Available data below:
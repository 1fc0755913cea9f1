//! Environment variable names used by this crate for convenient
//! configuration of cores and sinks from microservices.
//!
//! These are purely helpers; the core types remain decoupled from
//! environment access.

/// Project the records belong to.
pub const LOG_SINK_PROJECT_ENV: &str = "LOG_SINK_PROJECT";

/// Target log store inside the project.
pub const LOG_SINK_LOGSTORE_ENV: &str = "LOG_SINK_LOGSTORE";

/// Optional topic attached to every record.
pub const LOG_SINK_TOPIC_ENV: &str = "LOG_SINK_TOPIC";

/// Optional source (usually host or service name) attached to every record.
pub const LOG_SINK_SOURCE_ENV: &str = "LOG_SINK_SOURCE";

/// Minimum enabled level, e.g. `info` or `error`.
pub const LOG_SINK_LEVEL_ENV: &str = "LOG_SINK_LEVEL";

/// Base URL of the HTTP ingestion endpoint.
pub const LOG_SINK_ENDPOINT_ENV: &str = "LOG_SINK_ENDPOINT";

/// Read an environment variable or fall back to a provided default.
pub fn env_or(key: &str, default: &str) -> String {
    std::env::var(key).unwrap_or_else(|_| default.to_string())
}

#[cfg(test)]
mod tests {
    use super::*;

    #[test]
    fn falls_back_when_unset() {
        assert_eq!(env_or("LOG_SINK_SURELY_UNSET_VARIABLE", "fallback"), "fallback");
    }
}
End of Available data.
Available data below:
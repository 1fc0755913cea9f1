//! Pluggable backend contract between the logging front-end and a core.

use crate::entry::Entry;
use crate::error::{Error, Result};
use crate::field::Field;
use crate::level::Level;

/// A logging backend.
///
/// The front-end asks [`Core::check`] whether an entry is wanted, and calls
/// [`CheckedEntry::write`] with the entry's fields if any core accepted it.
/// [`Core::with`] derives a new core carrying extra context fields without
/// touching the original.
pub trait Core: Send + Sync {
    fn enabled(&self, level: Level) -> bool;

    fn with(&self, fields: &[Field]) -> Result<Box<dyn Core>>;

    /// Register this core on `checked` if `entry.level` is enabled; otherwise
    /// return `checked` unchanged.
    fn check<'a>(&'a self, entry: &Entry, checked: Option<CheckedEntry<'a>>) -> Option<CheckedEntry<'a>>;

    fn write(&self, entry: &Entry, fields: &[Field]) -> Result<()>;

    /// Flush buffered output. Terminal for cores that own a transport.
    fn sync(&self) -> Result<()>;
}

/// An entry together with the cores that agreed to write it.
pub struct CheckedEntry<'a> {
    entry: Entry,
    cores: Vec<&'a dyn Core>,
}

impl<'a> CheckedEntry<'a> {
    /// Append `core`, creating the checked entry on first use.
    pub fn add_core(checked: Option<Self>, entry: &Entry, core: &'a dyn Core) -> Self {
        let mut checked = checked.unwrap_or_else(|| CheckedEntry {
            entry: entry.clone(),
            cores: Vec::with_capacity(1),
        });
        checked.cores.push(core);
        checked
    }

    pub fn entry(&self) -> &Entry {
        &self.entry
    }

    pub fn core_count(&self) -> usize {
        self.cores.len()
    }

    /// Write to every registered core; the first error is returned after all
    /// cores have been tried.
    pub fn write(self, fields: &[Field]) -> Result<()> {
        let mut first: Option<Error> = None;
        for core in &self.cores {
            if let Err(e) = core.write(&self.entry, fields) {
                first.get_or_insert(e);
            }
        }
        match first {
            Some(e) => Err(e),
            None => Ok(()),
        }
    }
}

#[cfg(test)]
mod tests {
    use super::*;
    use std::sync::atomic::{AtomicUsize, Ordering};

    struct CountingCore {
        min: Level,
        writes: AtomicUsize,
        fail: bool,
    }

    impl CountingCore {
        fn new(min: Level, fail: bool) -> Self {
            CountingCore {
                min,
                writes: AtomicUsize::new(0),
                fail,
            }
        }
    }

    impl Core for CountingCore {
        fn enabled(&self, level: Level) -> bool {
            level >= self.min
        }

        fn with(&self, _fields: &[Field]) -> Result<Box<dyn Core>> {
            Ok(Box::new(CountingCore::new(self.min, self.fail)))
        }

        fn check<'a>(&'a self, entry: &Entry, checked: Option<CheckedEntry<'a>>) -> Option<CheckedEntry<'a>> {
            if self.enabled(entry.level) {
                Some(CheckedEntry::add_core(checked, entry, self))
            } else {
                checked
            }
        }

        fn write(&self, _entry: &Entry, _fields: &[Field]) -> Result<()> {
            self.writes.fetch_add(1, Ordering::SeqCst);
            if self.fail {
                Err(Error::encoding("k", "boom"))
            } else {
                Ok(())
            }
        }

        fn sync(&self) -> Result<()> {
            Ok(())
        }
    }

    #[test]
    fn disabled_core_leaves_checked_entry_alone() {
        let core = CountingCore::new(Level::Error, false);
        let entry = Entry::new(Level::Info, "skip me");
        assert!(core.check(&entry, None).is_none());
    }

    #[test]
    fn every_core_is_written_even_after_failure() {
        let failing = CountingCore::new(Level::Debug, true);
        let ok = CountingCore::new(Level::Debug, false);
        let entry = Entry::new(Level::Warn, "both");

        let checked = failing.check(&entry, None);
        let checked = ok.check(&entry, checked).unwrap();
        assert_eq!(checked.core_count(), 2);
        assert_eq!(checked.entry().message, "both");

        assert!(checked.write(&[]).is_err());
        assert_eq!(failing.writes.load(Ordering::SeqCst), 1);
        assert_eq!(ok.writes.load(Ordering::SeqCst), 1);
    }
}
End of Available data.
◆ Your instructions:
Determine the number of lines above that include the word "failing"; the reply is that number only.

◆ Expected output:
3